Aber ich möchte nochmal auf die Möglichkeit hinweisen,die Klamotten bei Gore gegen Erstattung des Kaufpreises zurückgeben zu können, falls einem die Atmungsaktivität nicht zusagt. Würde mich mal interessieren, ob dass wirklich geht, oder ob dass mit irgendwelchen "Haken" verbunden ist...


----------



## sushy (27. August 2006)

Ihe schimpft hier alle speziell über das Pack Lite Material. Das ist doch aber auch die ganz normale Gore Membran, oder? Halt nur keine 3 Schichten wie bei XCR sondern nur 2 (oder 1?) und dadurch leichter, stimmts? 
Dann muss doch für die Atmungsaktivität das gleiche gelten, wie für alle anderen Gore Tex Produkte. Also schimpft ihr alle allgemein auf Gore Tex oder nur auf Pack Lite?


----------



## Black Evil (28. August 2006)

..also ich persönlich habe zwischen Paclite und normalen Gore Produkten keinen Unterschied in der Atmungsaktivität feststellen können. Grundsätzlich schätze ich, dass Leute die nicht so viel schwitzen recht zufrieden mit Gore sind. Andere,so wie ich, müssen sich eben damit abfinden dass das Material seine Grenzen hat. In Zukunft werde ich mal auf das bereits angesprochene eVent-Material achten...


----------



## thto (28. August 2006)

so jungens, habe mir die Cross bestellt gestern fuer 119 euro tagespreis bei bike-discount..... bin mal gespannt


----------



## guhl (28. August 2006)

keine der auf dem markt verfügbaren jacken ist auch nur annähernd atmungsAKTIV. Die Membranen sind einzig und allein dampfdurchlässig. Das bedeutet, dass zwischen innen (Haut) und außen ein Unterschied im Dampfdruck bestehen muß, damit die Membran überhaupt funktioniert. Daher schwitzt man folglich mit jeder Membran. Bei Kälte funktionieren die Membranen besser, da der Unterschied im Dampfdruck einfach größer ist. Ich habe bisher die Erfahrung gemacht, dass man unter GoreTex wie auch unter Gore Windstopper und den andersnamigen Membranen der anderen Hersteller nie das Gefühl hat "trocken" zu sein. Sei es beim Wandern, Biken, Laufen...

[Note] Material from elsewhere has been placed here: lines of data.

//! Integration tests for typed I/O: every class of the type algebra written
//! and read back through attributes and datasets.

use chrono::NaiveDate;
use proptest::prelude::*;

use strata::{
    AttributeHost, CharacterSet, Location, SpaceDescriptor, Store, StoreError, StringPadding,
    TypeDescriptor, Value,
};

fn scalar() -> SpaceDescriptor {
    SpaceDescriptor::scalar()
}

#[test]
fn test_primitive_attributes() {
    let store = Store::new();
    let file = store.create_file("prims", true).unwrap();

    let cases: Vec<(&str, TypeDescriptor, Value)> = vec![
        ("i8", TypeDescriptor::of::<i8>(), Value::I8(-5)),
        ("u16", TypeDescriptor::of::<u16>(), Value::U16(40_000)),
        ("i32", TypeDescriptor::of::<i32>(), Value::I32(i32::MIN)),
        ("u64", TypeDescriptor::of::<u64>(), Value::U64(u64::MAX)),
        ("f32", TypeDescriptor::of::<f32>(), Value::F32(1.5)),
        ("f64", TypeDescriptor::of::<f64>(), Value::F64(-0.125)),
        ("flag", TypeDescriptor::of::<bool>(), Value::Bool(true)),
    ];
    for (name, ty, value) in cases {
        let attr = file.create_attribute(name, &ty, &scalar()).unwrap();
        attr.write(&value).unwrap();
        assert_eq!(attr.read().unwrap(), value, "attribute {}", name);
    }
}

#[test]
fn test_string_attributes() {
    let store = Store::new();
    let file = store.create_file("strings", true).unwrap();

    let fixed = TypeDescriptor::fixed_string(16, CharacterSet::Utf8, StringPadding::NullTerminate)
        .unwrap();
    let attr = file.create_attribute("fixed", &fixed, &scalar()).unwrap();
    attr.write_string("héllo").unwrap();
    assert_eq!(attr.read_string().unwrap(), "héllo");

    let vlen = TypeDescriptor::variable_string(CharacterSet::Utf8);
    let attr = file.create_attribute("vlen", &vlen, &scalar()).unwrap();
    attr.write_string("arbitrarily long content, no declared capacity")
        .unwrap();
    assert_eq!(
        attr.read_string().unwrap(),
        "arbitrarily long content, no declared capacity"
    );
}

#[test]
fn test_enum_and_compound_dataset() {
    let store = Store::new();
    let file = store.create_file("structured", true).unwrap();

    let state = TypeDescriptor::enumeration(
        TypeDescriptor::of::<i16>(),
        &[("IDLE", 0), ("RUNNING", 1), ("DONE", 2)],
    )
    .unwrap();
    let record = TypeDescriptor::compound(16)
        .insert("id", 0, TypeDescriptor::of::<i32>())
        .unwrap()
        .insert("state", 4, state)
        .unwrap()
        .insert("score", 8, TypeDescriptor::of::<f64>())
        .unwrap()
        .build()
        .unwrap();

    let ds = file
        .create_data_set("records", &record, &SpaceDescriptor::simple_fixed(&[2]))
        .unwrap();
    let rows = Value::Array(vec![
        Value::Compound(vec![
            ("id".into(), Value::I32(1)),
            ("state".into(), Value::Enum("RUNNING".into())),
            ("score".into(), Value::F64(0.5)),
        ]),
        Value::Compound(vec![
            ("id".into(), Value::I32(2)),
            ("state".into(), Value::Enum("DONE".into())),
            ("score".into(), Value::F64(0.9)),
        ]),
    ]);
    ds.write(&rows).unwrap();
    assert_eq!(ds.read().unwrap(), rows);
}

#[test]
fn test_array_element_dataset() {
    let store = Store::new();
    let file = store.create_file("arrays", true).unwrap();

    // Two elements, each itself a fixed 3-vector.
    let vec3 = TypeDescriptor::array(TypeDescriptor::of::<f32>(), &[3]).unwrap();
    let ds = file
        .create_data_set("vecs", &vec3, &SpaceDescriptor::simple_fixed(&[2]))
        .unwrap();
    let value = Value::Array(vec![
        Value::Array(vec![Value::F32(1.0), Value::F32(2.0), Value::F32(3.0)]),
        Value::Array(vec![Value::F32(4.0), Value::F32(5.0), Value::F32(6.0)]),
    ]);
    ds.write(&value).unwrap();
    assert_eq!(ds.read().unwrap(), value);
}

#[test]
fn test_datetime_contract() {
    let store = Store::new();
    let file = store.create_file("dates", true).unwrap();
    let attr = file
        .create_attribute("modified", &TypeDescriptor::of::<f64>(), &scalar())
        .unwrap();

    let dt = NaiveDate::from_ymd_opt(1999, 12, 31)
        .unwrap()
        .and_hms_milli_opt(23, 59, 59, 999)
        .unwrap();
    attr.write_datetime(dt).unwrap();
    assert_eq!(attr.read_datetime().unwrap(), dt);
}

#[test]
fn test_write_validation_precedes_storage() {
    let store = Store::new();
    let file = store.create_file("checks", true).unwrap();
    let attr = file
        .create_attribute("n", &TypeDescriptor::of::<i32>(), &scalar())
        .unwrap();
    attr.write_i32(7).unwrap();

    // A rejected write leaves the stored value untouched.
    assert!(matches!(
        attr.write(&Value::F64(1.0)).unwrap_err(),
        StoreError::TypeClassMismatch { .. }
    ));
    assert!(matches!(
        attr.write(&Value::I64(1)).unwrap_err(),
        StoreError::StorageSizeMismatch { .. }
    ));
    assert_eq!(attr.read_i32().unwrap(), 7);
}

#[test]
fn test_multi_element_attribute() {
    let store = Store::new();
    let file = store.create_file("multi", true).unwrap();
    let attr = file
        .create_attribute(
            "grid",
            &TypeDescriptor::of::<u8>(),
            &SpaceDescriptor::simple_fixed(&[2, 2]),
        )
        .unwrap();
    let value = Value::Array(vec![
        Value::U8(1),
        Value::U8(2),
        Value::U8(3),
        Value::U8(4),
    ]);
    attr.write(&value).unwrap();
    assert_eq!(attr.read().unwrap(), value);

    assert!(matches!(
        attr.write(&Value::Array(vec![Value::U8(1)])).unwrap_err(),
        StoreError::ShapeMismatch {
            expected: 4,
            actual: 1
        }
    ));
}

proptest! {
    #[test]
    fn prop_i64_attribute_round_trip(v in any::<i64>()) {
        let store = Store::new();
        let file = store.create_file("prop", true).unwrap();
        let attr = file
            .create_attribute("v", &TypeDescriptor::of::<i64>(), &scalar())
            .unwrap();
        attr.write_i64(v).unwrap();
        prop_assert_eq!(attr.read_i64().unwrap(), v);
    }

    #[test]
    fn prop_f64_attribute_round_trip(v in any::<f64>().prop_filter("NaN", |x| !x.is_nan())) {
        let store = Store::new();
        let file = store.create_file("prop", true).unwrap();
        let attr = file
            .create_attribute("v", &TypeDescriptor::of::<f64>(), &scalar())
            .unwrap();
        attr.write_f64(v).unwrap();
        prop_assert_eq!(attr.read_f64().unwrap(), v);
    }

    #[test]
    fn prop_fixed_string_round_trip(s in "[a-zA-Z0-9 ]{0,31}") {
        let store = Store::new();
        let file = store.create_file("prop", true).unwrap();
        let ty = TypeDescriptor::fixed_string(
            32,
            CharacterSet::Ascii,
            StringPadding::NullTerminate,
        )
        .unwrap();
        let attr = file.create_attribute("s", &ty, &scalar()).unwrap();
        attr.write_string(&s).unwrap();
        prop_assert_eq!(attr.read_string().unwrap(), s);
    }

    #[test]
    fn prop_dataset_whole_round_trip(values in proptest::collection::vec(any::<i32>(), 1..64)) {
        let store = Store::new();
        let file = store.create_file("prop", true).unwrap();
        let space = SpaceDescriptor::simple_fixed(&[values.len() as u64]);
        let ds = file
            .create_data_set("xs", &TypeDescriptor::of::<i32>(), &space)
            .unwrap();
        let value = if values.len() == 1 {
            Value::I32(values[0])
        } else {
            Value::Array(values.iter().copied().map(Value::I32).collect())
        };
        ds.write(&value).unwrap();
        prop_assert_eq!(ds.read().unwrap(), value);
    }
}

Dazu folgendes pdf, Punkt 3: http://http://www.globetrotter.de/pdf/winter_05/114.pdf#search=%22dampfdurchl%C3%A4ssig%20atmungsaktiv%20gore%22

Meinen Vorrednern, die die Achselbelüftungs-RVs erwähnten, kann ich nur zustimmen. Mit Hilfe solcher Öffnungen ist eine wirksame Belüftung und "Entschweißung" möglich.


----------



## sushy (28. August 2006)

Man muss jetzt mal dazu sagen, dass man beim Sport halt einfach schwitzt. Wie soll man da auch total trocken bleiben, sei es mit oder ohne Regenjacke? Ich mein, das Trikot ist ja auch bei schönem Wetter nassgeschwitzt, wie solls da mit Regenjacke trocken sein?


----------



## Black Evil (28. August 2006)

...dass ist richtig ! Gemeint ist aber sicherlich der Plastiktüten-Effekt. Also dass die Jacke bzw. das Gore-Laminat das Schwitzen noch zusätzlich begünstigt. 
In vielen Situationen kann das tragen einer normalen Baumwolljacke mehr von vorteil sein als eine Gore-Jacke. 
Beispielhaft hierfür ist das Windstopper-Zeug ! Ich habe so eine Jacke und muß sagen dass sie den Wind echt stoppt, aber auch das schwitzen sehr begünstigt.
Eine stinknormale Baumwolljacke leistet da mehr ! Würde ich eine Baumwolljacke finden,die so funktional und gut verarbeitet ist wie meine Windstopper Jacke,würde ich wahrscheinlich diese bevorzugen.


----------



## Bond007 (28. August 2006)

Ich hab bei *terrific* meine Paclite-Jacke & Hose Freitag-Nacht noch online bestellt - bin mal gespannt, ob ich beides bis Ende dieser Woche erhalten werde.


----------



## guhl (29. August 2006)

auf kurze sicht mag eine baumwolljacke mehr "leisten". allerdings haben klamotten aus baumwollfasern zwei probleme:

1. mit schweiß quellen die fasern auf und irgendwann geht da gar kein schweiß mehr durch. bis dahin wird baumwolle als angenehm empfunden, da sie den hautschweiß aufnimmt.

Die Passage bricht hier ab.